All of which represents such a vivid creative response to the current intense public debate about sex and the abuse of power that it makes it all the harder to believe that when Creative Scotland delivered its controversial three-year funding announcement on 25 January, Fire Exit was one of the seven major theatre companies dropped from the regular funding portfolio, on the vague prospect of future project support from a new Touring Fund not yet set up; nor was it one of the four companies who managed to achieve an immediate reversal of that decision, perhaps because the announcement coincided with the intense final rehearsal period for The Last Bordello. “It’s heartbreaking to feel it slipping away hour by hour,” wrote Leddy at the time, “while I’m in rehearsals, and other companies are out campaigning”. And since then, the company has issued a strong statement making it clear that it can no longer survive on project funding alone as it did in its early years, and that a failure to restore its secure three-year status will almost inevitably lead to its closure, some time in 2019.

“There was a time 15 years ago,” says Leddy, “when I was working 12 months a year on Fire Exit, but only being paid for two of them; I did other things, I was producer for Glasgay!, I worked on my PhD. But the organisation has now reached a point where that’s just not possible; we take on commitments on a three-year basis, and our partners include people like the Edinburgh International Book Festival, the Royal Shakespeare Company, and Anne Bogart’s SITI Company in New York, whom you can’t mess around.
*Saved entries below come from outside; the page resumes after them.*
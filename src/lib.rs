//! Waveform viewer and player for short mono 16-bit PCM recordings
//!
//! Media is validated and decoded into an amplitude sequence, drawn as a
//! smoothed curve that reveals itself left to right, and played back with a
//! playhead that follows the engine's position.

pub mod app;
pub mod audio;
pub mod config;
pub mod error;
pub mod playback;
pub mod time;
pub mod ui;
pub mod waveform;

#[cfg(test)]
mod testing;
//! Progressive waveform drawing
//!
//! The curve is revealed left to right over a short eased animation. Each
//! tick appends only the newly revealed points; nothing already committed
//! is recomputed.

use std::f32::consts::PI;
use std::time::{Duration, Instant};

use super::geometry::{Geometry, WaveformPoint};
use crate::audio::types::AmplitudeSequence;

/// One drawing instruction of the revealed curve.
#[derive(Clone, Copy, Debug, PartialEq)]
pub enum PathSegment {
    MoveTo(WaveformPoint),
    LineTo(WaveformPoint),
    QuadTo {
        control: WaveformPoint,
        to: WaveformPoint,
    },
}

/// Smoothed path through `points[start..=end]`.
///
/// Each point after the first is reached by a quadratic curve whose control
/// point is the midpoint of the previous and current points. Boundary
/// requests (fewer than two gaps, out of range, no points) yield nothing.
pub fn path_chunk(points: &[WaveformPoint], start: i64, end: i64) -> Vec<PathSegment> {
    if end - start <= 1 || points.is_empty() || start < 0 || end >= points.len() as i64 {
        return Vec::new();
    }
    let (start, end) = (start as usize, end as usize);

    let mut prev = points[start];
    let mut chunk = Vec::with_capacity(end - start);
    chunk.push(PathSegment::MoveTo(prev));
    for &point in &points[start + 1..=end] {
        chunk.push(PathSegment::QuadTo {
            control: prev.midpoint(point),
            to: point,
        });
        prev = point;
    }
    chunk
}

/// Accelerate-decelerate timing curve on `[0, 1]`.
pub fn ease_in_out(t: f32) -> f32 {
    ((t.clamp(0.0, 1.0) + 1.0) * PI).cos() / 2.0 + 0.5
}

/// Drives the reveal phase from 0.0 to 1.0 over a fixed duration.
#[derive(Clone, Debug)]
pub struct RevealAnimation {
    duration: Duration,
    started: Option<Instant>,
}

impl RevealAnimation {
    pub fn new(duration: Duration) -> Self {
        Self {
            duration,
            started: None,
        }
    }

    /// Restart from phase 0, superseding any run in flight.
    pub fn start(&mut self, now: Instant) {
        self.started = Some(now);
    }

    pub fn is_running(&self) -> bool {
        self.started.is_some()
    }

    /// Eased phase at `now`. The final call delivers 1.0 and ends the run.
    pub fn phase(&mut self, now: Instant) -> Option<f32> {
        let started = self.started?;
        let elapsed = now.saturating_duration_since(started);
        if elapsed >= self.duration {
            self.started = None;
            return Some(1.0);
        }
        let t = elapsed.as_secs_f32() / self.duration.as_secs_f32();
        Some(ease_in_out(t))
    }
}

/// Holds the waveform data for one view and the curve revealed so far.
pub struct WaveformRenderer {
    geometry: Geometry,
    amplitudes: AmplitudeSequence,
    width: f32,
    height: f32,
    points: Vec<WaveformPoint>,
    segments: Vec<PathSegment>,
    revealed: usize,
    animation: RevealAnimation,
}

impl WaveformRenderer {
    pub fn new(geometry: Geometry, animation_duration: Duration) -> Self {
        Self {
            geometry,
            amplitudes: AmplitudeSequence::from(Vec::new()),
            width: 0.0,
            height: 0.0,
            points: Vec::new(),
            segments: Vec::new(),
            revealed: 0,
            animation: RevealAnimation::new(animation_duration),
        }
    }

    /// Replace the waveform. The reveal starts over from the first point.
    pub fn set_data(&mut self, amplitudes: AmplitudeSequence, now: Instant) {
        self.amplitudes = amplitudes;
        self.render(now);
    }

    /// Report the surface size; a change re-renders.
    pub fn resize(&mut self, width: f32, height: f32, now: Instant) {
        if width == self.width && height == self.height {
            return;
        }
        self.width = width;
        self.height = height;
        self.render(now);
    }

    fn render(&mut self, now: Instant) {
        if self.width <= 0.0 || self.height <= 0.0 {
            return;
        }

        let center_y = self.height / 2.0;
        self.segments = vec![
            PathSegment::MoveTo(WaveformPoint::new(0.0, center_y)),
            PathSegment::LineTo(WaveformPoint::new(self.width, center_y)),
        ];
        self.points = self
            .geometry
            .points(&self.amplitudes, self.width, self.height);
        self.revealed = 0;
        self.animation.start(now);
        log::debug!(
            "Rendering {} waveform points at {}x{}",
            self.points.len(),
            self.width,
            self.height
        );
    }

    /// Advance the animation. Returns whether the curve grew.
    pub fn tick(&mut self, now: Instant) -> bool {
        match self.animation.phase(now) {
            Some(phase) => self.reveal(phase),
            None => false,
        }
    }

    /// Commit every point up to `phase` of the sequence.
    pub fn reveal(&mut self, phase: f32) -> bool {
        let phase = phase.clamp(0.0, 1.0);
        let next = (self.points.len() as f32 * phase).floor() as i64 - 1;
        if next <= self.revealed as i64 {
            return false;
        }
        let chunk = path_chunk(&self.points, self.revealed as i64, next);
        let next = next as usize;
        if chunk.is_empty() {
            // A single-point step continues the curve already drawn
            let prev = self.points[self.revealed];
            if self.revealed == 0 {
                self.segments.push(PathSegment::MoveTo(prev));
            }
            let point = self.points[next];
            self.segments.push(PathSegment::QuadTo {
                control: prev.midpoint(point),
                to: point,
            });
        } else {
            self.segments.extend(chunk);
        }
        self.revealed = next;
        true
    }

    pub fn is_animating(&self) -> bool {
        self.animation.is_running()
    }

    pub fn revealed_index(&self) -> usize {
        self.revealed
    }

    pub fn points(&self) -> &[WaveformPoint] {
        &self.points
    }

    pub fn segments(&self) -> &[PathSegment] {
        &self.segments
    }

    pub fn size(&self) -> (f32, f32) {
        (self.width, self.height)
    }
}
We run five different programmes of mentoring and creative learning for emerging artists, we’ve never had a deficit, we’re hugely practical and efficient as well as creative; and yet now we’re told, out of the blue, that we’ve been rejected because we ‘don’t support the wider sector’. It is, really, just completely bewildering.”

Bewilderment, of course, is something an artist like Leddy can work with. A Glaswegian by passionate choice – after growing up in a working-class family in Woking, studying for his first degree at Lancaster, and working for some years in London – he is hardly likely to abandon his much-loved adopted city without a fight; and if Fire Exit folds next year, it’s likely that Leddy will remain a strong teaching, directing and writing presence, both in Scottish theatre and beyond.

Yet if Scotland’s theatre funding system was in good working order, there would be no question of the loss of a company which has achieved so much over the last decade on regular funding that recently stood at just £175,000 a year. Talking about the big themes of The Last Bordello, Leddy says, “I think I have an almost childlike fear of injustice, and of people just accepting it, as some kind of norm.” So perhaps Creative Scotland and its new chair can expect some fireworks, once Fire Exit gets its new show well under way; and has time to launch what should be a survival campaign well worth signing up for, if it even begins to match Leddy’s theatre work for insight, intelligence, and sheer explosive style.